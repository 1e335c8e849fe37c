//! Core data types for the Morse writer

use core::fmt;

/// Longest dot/dash sequence a packed symbol can hold
pub const MAX_LENGTH: u8 = 5;

const LENGTH_MASK: u8 = 0b0000_0111;
const PATTERN_SHIFT: u8 = 3;

/// Morse code elements
#[derive(Copy, Clone, PartialEq, Eq, Debug, Hash)]
#[cfg_attr(feature = "defmt", derive(defmt::Format))]
pub enum Symbol {
    /// Dot (short element)
    Dot,
    /// Dash (long element)
    Dash,
}

impl Symbol {
    /// Returns the keyed duration of this element in units
    pub const fn on_units(&self) -> u32 {
        match self {
            Symbol::Dot => 1,
            Symbol::Dash => 3,
        }
    }

    /// Returns the pattern bit value for this element (dash = 1)
    pub const fn bit(&self) -> u8 {
        match self {
            Symbol::Dot => 0,
            Symbol::Dash => 1,
        }
    }

    /// Character used in textual patterns
    pub const fn as_char(&self) -> char {
        match self {
            Symbol::Dot => '.',
            Symbol::Dash => '-',
        }
    }
}

/// Errors for symbol construction and configuration
#[derive(Copy, Clone, Debug, PartialEq, Eq)]
#[cfg_attr(feature = "defmt", derive(defmt::Format))]
pub enum MorseError {
    /// Sequence longer than five elements
    InvalidLength,
    /// Pattern has bits set above its length
    PatternOverflow,
    /// Textual pattern contains something other than '.' or '-'
    InvalidSymbol,
    /// Dot duration of zero or WPM out of range
    InvalidSpeed,
}

#[cfg(feature = "std")]
impl core::fmt::Display for MorseError {
    fn fmt(&self, f: &mut core::fmt::Formatter<'_>) -> core::fmt::Result {
        match self {
            MorseError::InvalidLength => write!(f, "Morse sequence longer than {} elements", MAX_LENGTH),
            MorseError::PatternOverflow => write!(f, "Pattern bits set beyond sequence length"),
            MorseError::InvalidSymbol => write!(f, "Pattern may only contain '.' and '-'"),
            MorseError::InvalidSpeed => write!(f, "Dot duration must be non-zero and WPM between 1 and 100"),
        }
    }
}

#[cfg(feature = "std")]
impl std::error::Error for MorseError {}

/// One character's dot/dash sequence packed into a byte.
///
/// Bits 2..0 hold the number of elements, bits 7..3 hold the elements
/// themselves with 1 = dash and 0 = dot. The first element sent is bit 3.
#[derive(Copy, Clone, PartialEq, Eq, Hash, Default)]
#[cfg_attr(feature = "defmt", derive(defmt::Format))]
pub struct EncodedSymbol(u8);

impl EncodedSymbol {
    /// Zero-length encoding, sends nothing
    pub const EMPTY: EncodedSymbol = EncodedSymbol(0);

    /// Pack a length and pattern, panicking on invalid input.
    ///
    /// Meant for table literals, where the panic surfaces at compile time.
    pub const fn pack(length: u8, pattern: u8) -> Self {
        assert!(length <= MAX_LENGTH, "Morse sequence longer than five elements");
        assert!(pattern >> length == 0, "Pattern bits set beyond sequence length");
        Self(length | (pattern << PATTERN_SHIFT))
    }

    /// Pack a textual pattern such as `"-.-"` in a const context.
    ///
    /// Panics (at compile time for table literals) on anything [`parse`](Self::parse) rejects.
    pub const fn from_code(code: &str) -> Self {
        let bytes = code.as_bytes();
        assert!(bytes.len() <= MAX_LENGTH as usize, "Morse sequence longer than five elements");

        let mut pattern = 0u8;
        let mut i = 0;
        while i < bytes.len() {
            match bytes[i] {
                b'.' => {}
                b'-' => pattern |= 1 << i,
                _ => panic!("Pattern may only contain '.' and '-'"),
            }
            i += 1;
        }

        Self::pack(bytes.len() as u8, pattern)
    }

    /// Pack a length and pattern with validation
    pub fn new(length: u8, pattern: u8) -> Result<Self, MorseError> {
        if length > MAX_LENGTH {
            return Err(MorseError::InvalidLength);
        }
        if pattern >> length != 0 {
            return Err(MorseError::PatternOverflow);
        }
        Ok(Self(length | (pattern << PATTERN_SHIFT)))
    }

    /// Wrap a raw packed byte without validation
    pub const fn from_bits(bits: u8) -> Self {
        Self(bits)
    }

    /// Raw packed byte
    pub const fn bits(&self) -> u8 {
        self.0
    }

    /// Number of elements in the sequence
    pub const fn length(&self) -> u8 {
        self.0 & LENGTH_MASK
    }

    /// Element bits, masked to the meaningful low `length` bits
    pub const fn pattern(&self) -> u8 {
        let raw = self.0 >> PATTERN_SHIFT;
        let length = self.length();
        if length >= MAX_LENGTH {
            raw
        } else {
            raw & ((1 << length) - 1)
        }
    }

    /// Elements in transmission order
    pub const fn symbols(&self) -> Symbols {
        Symbols {
            remaining: self.length(),
            pattern: self.0 >> PATTERN_SHIFT,
        }
    }

    /// Encode a textual pattern such as `".-"`
    pub fn parse(text: &str) -> Result<Self, MorseError> {
        if text.len() > MAX_LENGTH as usize {
            return Err(MorseError::InvalidLength);
        }

        let mut pattern = 0u8;
        for (i, c) in text.bytes().enumerate() {
            match c {
                b'.' => {}
                b'-' => pattern |= 1 << i,
                _ => return Err(MorseError::InvalidSymbol),
            }
        }

        Self::new(text.len() as u8, pattern)
    }
}

impl From<u8> for EncodedSymbol {
    fn from(bits: u8) -> Self {
        Self::from_bits(bits)
    }
}

impl From<EncodedSymbol> for u8 {
    fn from(symbol: EncodedSymbol) -> Self {
        symbol.bits()
    }
}

impl fmt::Display for EncodedSymbol {
    fn fmt(&self, f: &mut fmt::Formatter<'_>) -> fmt::Result {
        for symbol in self.symbols() {
            write!(f, "{}", symbol.as_char())?;
        }
        Ok(())
    }
}

impl fmt::Debug for EncodedSymbol {
    fn fmt(&self, f: &mut fmt::Formatter<'_>) -> fmt::Result {
        write!(f, "EncodedSymbol({:#010b} \"{}\")", self.0, self)
    }
}

/// Iterator over the elements of an [`EncodedSymbol`], lowest bit first
#[derive(Clone, Debug)]
pub struct Symbols {
    remaining: u8,
    pattern: u8,
}

impl Iterator for Symbols {
    type Item = Symbol;

    fn next(&mut self) -> Option<Symbol> {
        if self.remaining == 0 {
            return None;
        }
        self.remaining -= 1;

        let symbol = if self.pattern & 0x1 != 0 {
            Symbol::Dash
        } else {
            Symbol::Dot
        };
        self.pattern >>= 1;
        Some(symbol)
    }

    fn size_hint(&self) -> (usize, Option<usize>) {
        let n = self.remaining as usize;
        (n, Some(n))
    }
}

impl ExactSizeIterator for Symbols {}

/// Writer timing configuration
#[derive(Copy, Clone, Debug, PartialEq, Eq)]
#[cfg_attr(feature = "defmt", derive(defmt::Format))]
pub struct MorseConfig {
    /// Basic timing unit (dot duration) in milliseconds
    pub dot_duration_ms: u32,
}

impl Default for MorseConfig {
    fn default() -> Self {
        Self {
            dot_duration_ms: 250, // ~5 WPM beacon pace
        }
    }
}

impl MorseConfig {
    /// Dash length in units
    pub const DASH_UNITS: u32 = 3;
    /// Gap added after a character, on top of the trailing element gap
    pub const LETTER_GAP_UNITS: u32 = 3;
    /// Gap added after a space, on top of the trailing element gap
    pub const WORD_GAP_UNITS: u32 = 7;

    /// Create a new configuration with validation
    pub fn new(dot_duration_ms: u32) -> Result<Self, MorseError> {
        if dot_duration_ms == 0 {
            return Err(MorseError::InvalidSpeed);
        }
        Ok(Self { dot_duration_ms })
    }

    /// Configuration for a speed in words per minute
    pub fn from_wpm(wpm: u32) -> Result<Self, MorseError> {
        if wpm == 0 || wpm > 100 {
            return Err(MorseError::InvalidSpeed);
        }

        // PARIS standard: 50 units per word
        Ok(Self {
            dot_duration_ms: 1200 / wpm,
        })
    }

    /// Get Words Per Minute from current unit timing
    pub fn wpm(&self) -> u32 {
        (1200 / self.dot_duration_ms.max(1)).max(1)
    }

    /// Dot on-time in milliseconds
    pub fn dot_duration(&self) -> u32 {
        self.dot_duration_ms
    }

    /// Dash on-time in milliseconds
    pub fn dash_duration(&self) -> u32 {
        self.units(Self::DASH_UNITS)
    }

    /// Letter gap hold in milliseconds
    pub fn letter_gap_duration(&self) -> u32 {
        self.units(Self::LETTER_GAP_UNITS)
    }

    /// Word gap hold in milliseconds
    pub fn word_gap_duration(&self) -> u32 {
        self.units(Self::WORD_GAP_UNITS)
    }

    /// Convert a count of time units to milliseconds
    pub fn units(&self, count: u32) -> u32 {
        self.dot_duration_ms.saturating_mul(count)
    }
}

[Task instructions]: Every line containing the string "InvalidSymbol" should be pulled from the listing and copied.

[Response below]:
    InvalidSymbol,
            MorseError::InvalidSymbol => write!(f, "Pattern may only contain '.' and '-'"),
                _ => return Err(MorseError::InvalidSymbol),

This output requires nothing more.